» **Exercise input**:
use std::collections::HashMap;

use axum::{
    extract::State,
    http::StatusCode,
    response::{IntoResponse, Redirect, Response},
    routing::{get, post},
    Form, Json, Router,
};
use bigdecimal::BigDecimal;
use serde::{Deserialize, Serialize};
use uuid::Uuid;

use super::{
    auth::CurrentUser,
    form,
    message::{ApiError, AppMessage},
    AppState,
};
use crate::{models, store::inventory};

pub fn new_router() -> Router<AppState> {
    Router::new()
        .route("/", get(page))
        .route("/materials", post(create_material))
}

pub fn new_api_router() -> Router<AppState> {
    Router::new()
        .route("/materials", get(materials))
        .route("/valuation", get(valuation))
}

pub fn new_meals_router() -> Router<AppState> {
    Router::new().route("/", get(meals_page))
}

pub fn new_meals_api_router() -> Router<AppState> {
    Router::new()
        .route("/", post(create_meal))
        .route("/recalculate", post(recalculate))
}

async fn page(State(s): State<AppState>, CurrentUser(user): CurrentUser) -> Result<Response, AppMessage> {
    let valuation = inventory::valuation(&s.p).await.map_err(s.fail(&user))?;
    s.page("inventory.get.hbs", "Inventory", &user, &valuation)
}

#[derive(Deserialize)]
struct NewMaterial {
    name: String,
    #[serde(default)]
    unit: String,
    #[serde(default, deserialize_with = "form::optional_amount")]
    stock_quantity: Option<BigDecimal>,
    #[serde(default, deserialize_with = "form::optional_amount")]
    cost_per_unit: Option<BigDecimal>,
}

async fn create_material(
    State(s): State<AppState>,
    CurrentUser(user): CurrentUser,
    Form(f): Form<NewMaterial>,
) -> Result<Response, AppMessage> {
    inventory::create_material(
        &s.p,
        &f.name,
        &f.unit,
        &f.stock_quantity.unwrap_or_default(),
        &f.cost_per_unit.unwrap_or_default(),
    )
    .await
    .map_err(s.fail(&user))?;
    Ok(Redirect::to("/inventory").into_response())
}

async fn materials(
    State(s): State<AppState>,
    CurrentUser(_): CurrentUser,
) -> Result<Json<Vec<models::RawMaterial>>, ApiError> {
    Ok(Json(inventory::materials(&s.p).await?))
}

async fn valuation(State(s): State<AppState>, CurrentUser(_): CurrentUser) -> Result<Json<inventory::Valuation>, ApiError> {
    Ok(Json(inventory::valuation(&s.p).await?))
}

#[derive(Serialize)]
struct MealView {
    #[serde(flatten)]
    meal: models::Meal,
    ingredients: Vec<models::MealIngredient>,
}

async fn meals_page(State(s): State<AppState>, CurrentUser(user): CurrentUser) -> Result<Response, AppMessage> {
    let meals = inventory::meals(&s.p).await.map_err(s.fail(&user))?;
    let mut ingredients: HashMap<Uuid, Vec<models::MealIngredient>> = HashMap::new();
    for i in inventory::ingredients(&s.p).await.map_err(s.fail(&user))? {
        ingredients.entry(i.meal_id).or_default().push(i);
    }
    let materials = inventory::materials(&s.p).await.map_err(s.fail(&user))?;

    #[derive(Serialize)]
    struct Ctx {
        meals: Vec<MealView>,
        materials: Vec<models::RawMaterial>,
    }
    let meals = meals
        .into_iter()
        .map(|meal| MealView {
            ingredients: ingredients.remove(&meal.id).unwrap_or_default(),
            meal,
        })
        .collect();
    s.page("meals.get.hbs", "Meals", &user, &Ctx { meals, materials })
}

async fn create_meal(
    State(s): State<AppState>,
    CurrentUser(_): CurrentUser,
    Json(m): Json<inventory::NewMeal>,
) -> Result<(StatusCode, Json<models::Meal>), ApiError> {
    let meal = inventory::create_meal(&s.p, m).await?;
    Ok((StatusCode::CREATED, Json(meal)))
}

async fn recalculate(State(s): State<AppState>, CurrentUser(_): CurrentUser) -> Result<Json<serde_json::Value>, ApiError> {
    let updated = inventory::recompute_all(&s.p).await?;
    Ok(Json(serde_json::json!({ "status": "ok", "updated": updated })))
}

» **Requirement**: Within the listing above, work out how many lines hold "valuation", and answer with that number only.

» **Solution**: 5